A literatura inspira. Colocar-se no lugar de alguém - como Dorothy em O Maravilhoso Mágico de Oz - constrói significado, revela como lidar com a adversidade (o nó narrativo clássico) e nos dá as ferramentas para não desistir. Ramon Llull explica que "a palavra nos ajuda a entender um ao outro, histórias trançadas nos unem e dão sentido à vida". Se a vida não tem sentido em si mesma, damos-lhe significado com nossas realidades, porque há histórias em todos os cantos do mundo, basta que alguém olhe. 

É esse sentido que é alimentado pelas mensagens, pela moral, pelo resultado. O que pode ser aprendido com o que é ouvido ou lido? Os gregos já fizeram isso com sua mitologia, onde a religião se tornou filosofia, filosofia em ética e ética em educação. Porque ler é isso: é educar, está se expandindo, é saber e é reconsiderar. Afinal, é para nos tornar mais livres.

 

Da imaginação ao tangível

Imagine seu eu de cinco anos com Don Quixote nas mãos. Uma floresta de letras e palavras provavelmente incompreensível aglomera em 1500 páginas sem nenhuma referência visual, exceto a capa, se houver. Você teria fugido tanto da leitura que o máximo que leria hoje seria em tweets de 240 caracteres. 

 

Não é incomum - e lamentavelmente mais e mais comum - ver crianças imersas em telas móveis, enquanto adultos, pessoas de fora, realizam suas tarefas diárias, sabendo que seu menino ou menina são absorvidos por alguma coisa, sem perturbar. Como a imagem é simples, ela decifra a mensagem, recorre à sua imaginação e reproduz seu próprio trabalho no cérebro. A imagem é um atalho. E cuidado! A imagem não é ruim, desde que você não deixe o resto do sistema atrofiar. Quão? Altere a tela de um livro, mas não de qualquer livro.
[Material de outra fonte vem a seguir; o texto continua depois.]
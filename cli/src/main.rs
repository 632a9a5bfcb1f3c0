//! Terminal front end: wires the puzzle engine, the profile resolver and
//! the leaderboard client into the full game loop. Tiles render as
//! numbers (the numeric placeholder path of the web UI).

use std::io::{self, BufRead, Write};

use inflynced_client::{
    EnvContext, JsonFileStore, LeaderboardClient, ProfileResolver, Resolution, SubmitOutcome,
    Tier, UserProfile,
};
use inflynced_engine::{Board, Cell, Direction, GameSession, MoveOutcome, Phase, ScoreEntry};

fn base_url() -> String {
    std::env::var("LEADERBOARD_URL").unwrap_or_else(|_| "http://localhost:8080".to_string())
}

fn data_dir() -> String {
    std::env::var("INFLYNCED_DATA_DIR").unwrap_or_else(|_| ".inflynced".to_string())
}

#[tokio::main]
async fn main() -> anyhow::Result<()> {
    tracing_subscriber::fmt()
        .with_env_filter(
            tracing_subscriber::EnvFilter::try_from_default_env()
                .unwrap_or_else(|_| "warn".into()),
        )
        .init();

    let store = JsonFileStore::new(data_dir());
    let resolver = ProfileResolver::new(EnvContext, store.clone());
    let stdin = io::stdin();
    let mut lines = stdin.lock().lines();

    let active = match resolver.resolve() {
        Resolution::Ready(active) => active,
        Resolution::NeedsUsername => {
            let name = prompt(&mut lines, "Enter your username: ")?;
            resolver.complete(&name)?
        }
    };
    println!("Playing as {} (fid {})", active.profile.username, active.profile.fid);

    let client = LeaderboardClient::new(base_url(), store);

    loop {
        let choice = prompt(&mut lines, "\n[p]lay  [l]eaderboard  [q]uit > ")?;
        match choice.trim() {
            "p" => play(&mut lines, &client, &active.profile).await?,
            "l" => {
                let standings = client.fetch().await?;
                render_standings(&standings.entries, standings.tier);
            }
            "q" | "" => break,
            other => println!("unknown command: {other}"),
        }
    }
    Ok(())
}

async fn play(
    lines: &mut impl Iterator<Item = io::Result<String>>,
    client: &LeaderboardClient<JsonFileStore>,
    profile: &UserProfile,
) -> anyhow::Result<()> {
    let mut session = GameSession::new();
    session.start(&mut rand::thread_rng());
    println!(
        "Puzzle art: {} (tiles shown as numbers)",
        session.puzzle().image
    );

    while session.phase() == Phase::Playing {
        session.tick();
        render_board(session.board());
        println!(
            "progress {:>5.1}%   time {:>6.1}s",
            session.progress(),
            session.elapsed().as_secs_f64()
        );
        let input = prompt(lines, "move [w/a/s/d], [q] to abandon > ")?;
        let key = match input.trim().chars().next() {
            Some(c) => c.to_ascii_lowercase(),
            None => continue,
        };
        if key == 'q' {
            println!("abandoned");
            return Ok(());
        }
        let Some(target) = target_for_key(session.board(), key) else {
            println!("  ✗ no tile can move that way");
            continue;
        };
        match session.make_move(target) {
            MoveOutcome::Moved { .. } => {}
            MoveOutcome::Rejected | MoveOutcome::NotPlaying => {
                println!("  ✗ illegal move");
            }
        }
    }

    let Some(final_time) = session.final_time() else {
        return Ok(());
    };
    render_board(session.board());
    let secs = final_time.as_secs_f64();
    println!("🧩 Solved in {secs:.1} seconds!");

    match client.submit(profile, secs).await? {
        SubmitOutcome::Remote(receipt) => {
            println!(
                "Rank {} of {} players",
                receipt.position, receipt.total_scores
            );
            render_standings(&receipt.leaderboard, Tier::Remote);
        }
        SubmitOutcome::LocalFallback(entries) => {
            render_standings(&entries, Tier::LocalFallback);
        }
    }
    Ok(())
}

/// Original keyboard scheme: a key slides the tile on that side of the
/// hole, so `w` moves the tile below the hole up, which is the hole
/// sliding down.
fn target_for_key(board: &Board, key: char) -> Option<Cell> {
    let dir = match key {
        'w' => Direction::Down,
        's' => Direction::Up,
        'a' => Direction::Right,
        'd' => Direction::Left,
        _ => return None,
    };
    board.empty_target(dir)
}

fn render_board(board: &Board) {
    println!("+---+---+---+");
    for row in 0..inflynced_engine::GRID_SIZE {
        let mut line = String::from("|");
        for col in 0..inflynced_engine::GRID_SIZE {
            match board.tile(Cell::new(row, col)) {
                Some(tile) => line.push_str(&format!(" {} |", tile.value)),
                None => line.push_str("   |"),
            }
        }
        println!("{line}");
        println!("+---+---+---+");
    }
}

fn render_standings(entries: &[ScoreEntry], tier: Tier) {
    if tier == Tier::LocalFallback {
        println!("⚠ leaderboard unreachable, showing scores stored on this device");
    }
    if entries.is_empty() {
        println!("no scores yet");
        return;
    }
    for (i, entry) in entries.iter().enumerate() {
        println!("{:>2}. {:<20} {:>6.1}s", i + 1, entry.username, entry.time);
    }
}

fn prompt(
    lines: &mut impl Iterator<Item = io::Result<String>>,
    message: &str,
) -> io::Result<String> {
    print!("{message}");
    io::stdout().flush()?;
    match lines.next() {
        Some(line) => line,
        None => Ok("q".to_string()),
    }
}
Os romances e as histórias ilustradas sempre estiveram lá, para os mais pequenos, e não é por acaso que meninos e meninas continuam a advogar mais para ver os desenhos da tarde do que olhar para uma história, porque a primeira opção lhes proporciona experiência completa: imagens em movimento, sons e interpretação da trama. Mas há algo que, por enquanto, as telas não podem competir: livros pop-up; uma obra trabalhosa de arquitetura em papel, colecionando uma aventura fascinante. Algo que é tocado, cheira, tem profundidade e, por que não dizê-lo, é a coisa mais original que uma criança pode ter hoje, dadas as circunstâncias.

Evite o Twitter, telas e até Don Quixote (alguns anos) e apresente seus filhos para ler pela porta da frente. Fácil, dinâmico, palpável e divertido. Adeus aos cabos, ao "Eu fiquei sem bateria" e aos barulhos estridentes. Tudo em seu tempo e hoje é o momento de ler.